Posted: Friday, January 24th 2014 at 1:55pm
Lending limits help banks weather the storm
By The Associated Press
MONTGOMERY, Ala. (AP) -- More than 500 financial institutions have failed nationwide since Birmingham-based ServisFirst Bank was founded in 2006.
Although in 2009 Colonial Bank became the sixth-biggest bank collapse in U.S. history, it was one of only seven bank failures in Alabama. And despite that well-publicized crash, ServisFirst President and CEO Tom Broughton said the industry here has managed to stay relatively healthy during the downturn because of a strong state banking department and smart lending rules.
Georgia led the nation with 88 failures from 2007 to 2013. Banking rules in the Peach State allow institutions to lend their entire capital to a single developer for multiple projects.
"In Alabama they can only borrow 20 percent, so we lost a lot less on some of those bad developers," Broughton said. "That's a big difference and one reason why our industry is healthy."
ServisFirst's assets and earning have climbed each of the bank's seven years in existence. The Montgomery office opened in 2007, and the bank has headquarters in Dothan, Huntsville, Mobile, Pensacola, Fla., and Nashville.
That period of growth has come during a time of change in the industry, as failing or struggling banks are swallowed by larger institutions. In 1990, there were 12,351 financial institutions in the United States. By the end of 2012, only 6,112 remained.
But ServisFirst hasn't been part of the bank-buying spree.
"We have never made an acquisition," Broughton said. "We do not buy failed banks. They fail for a reason, in my estimation."
While he said the industry here is healthier than in neighboring states, Broughton also pointed to some trends that he finds worrisome.

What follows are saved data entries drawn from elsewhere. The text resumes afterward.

//! End-to-end batch scenarios

mod common;

use common::run;
use strata_workspace::{Category, CompilerConfig, TreeState};

const GOOD: (&str, &str) = ("src/Counter.strata", "class Counter { int n; void inc() { n = n + 1; } }");
const BROKEN: (&str, &str) = ("src/Broken.strata", "class Broken { int f() { return 1 } }");

#[test]
fn test_clean_batch() {
    let outcome = run(
        CompilerConfig::strict(),
        &[
            ("src/shapes/Shape.strata", "package shapes; abstract class Shape { abstract int area(); }"),
            (
                "src/shapes/Square.strata",
                "package shapes; class Square extends Shape { int side; int area() { return side * side; } }",
            ),
            (
                "src/shapes/Report.strata",
                "package shapes; class Report { int total(Shape a, Shape b) { return a.area() + b.area(); } }",
            ),
        ],
    );

    assert_eq!(outcome.output.trees.len(), 3);
    assert!(outcome.output.trees.iter().all(|t| t.state() == TreeState::Analyzed));
    assert_eq!(outcome.output.diagnostics().count(), 0);
}

#[test]
fn test_descriptor_submitted_last_is_processed_first() {
    let outcome = run(
        CompilerConfig::strict(),
        &[
            ("app/Main.strata", "package app; class Main {}"),
            ("app/module-info.strata", "module app { exports app; }"),
        ],
    );

    assert_eq!(outcome.names(), vec!["app/module-info.strata", "app/Main.strata"]);
    assert_eq!(outcome.emitted(), vec!["app/module-info.strata", "app/Main.strata"]);
    assert!(!outcome.output.has_errors());
}

#[test]
fn test_tolerant_drops_unit_with_syntax_error() {
    let outcome = run(CompilerConfig::tolerant(), &[GOOD, BROKEN]);

    assert_eq!(outcome.names(), vec!["src/Counter.strata"]);
    assert!(outcome.output.tree("src/Broken.strata").is_none());
    assert_eq!(
        outcome.warnings(),
        vec!["Syntax error detected in: src/Broken.strata".to_string()]
    );
}

#[test]
fn test_strict_keeps_unit_with_syntax_error() {
    let outcome = run(CompilerConfig::strict(), &[GOOD, BROKEN]);

    assert_eq!(outcome.names(), vec!["src/Counter.strata", "src/Broken.strata"]);
    let broken = outcome.output.tree("src/Broken.strata").unwrap();
    assert!(broken.result.has_errors_in(Category::Syntax));
    assert_eq!(broken.state(), TreeState::Analyzed);
    assert!(outcome.warnings().is_empty());
}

The number of institutions have dropped sharply since the 1980s, but the number of bank branches have grown. In 1990, each institution had an average of four offices. Today, each has an average of nearly 14 offices.
"You wonder why banks are building all of these new branches, with all the technology we have today," he said.
That could factor into another issue: Alabama banks' low rate of return on common equity. While the state rate of 6.83 is slightly better than the regional average, it's far below the national number of 7.39. And even that is too low, Broughton said.
"I don't know any industry in America that can last with a return on equity of less than 10 percent," he said. "So there's obviously overcapacity in our industry and poor utilization of capital."
Still, there are positive signs.
A report from the U.S. Department of the Treasury last week showed a $62.1 million increase in small business lending in Alabama for the third quarter of 2013 over baseline levels.
That's good news for the economy and for the banking industry, Broughton said.
"Loan demand is picking up," he said. "It's been much better than (it was) during the recession."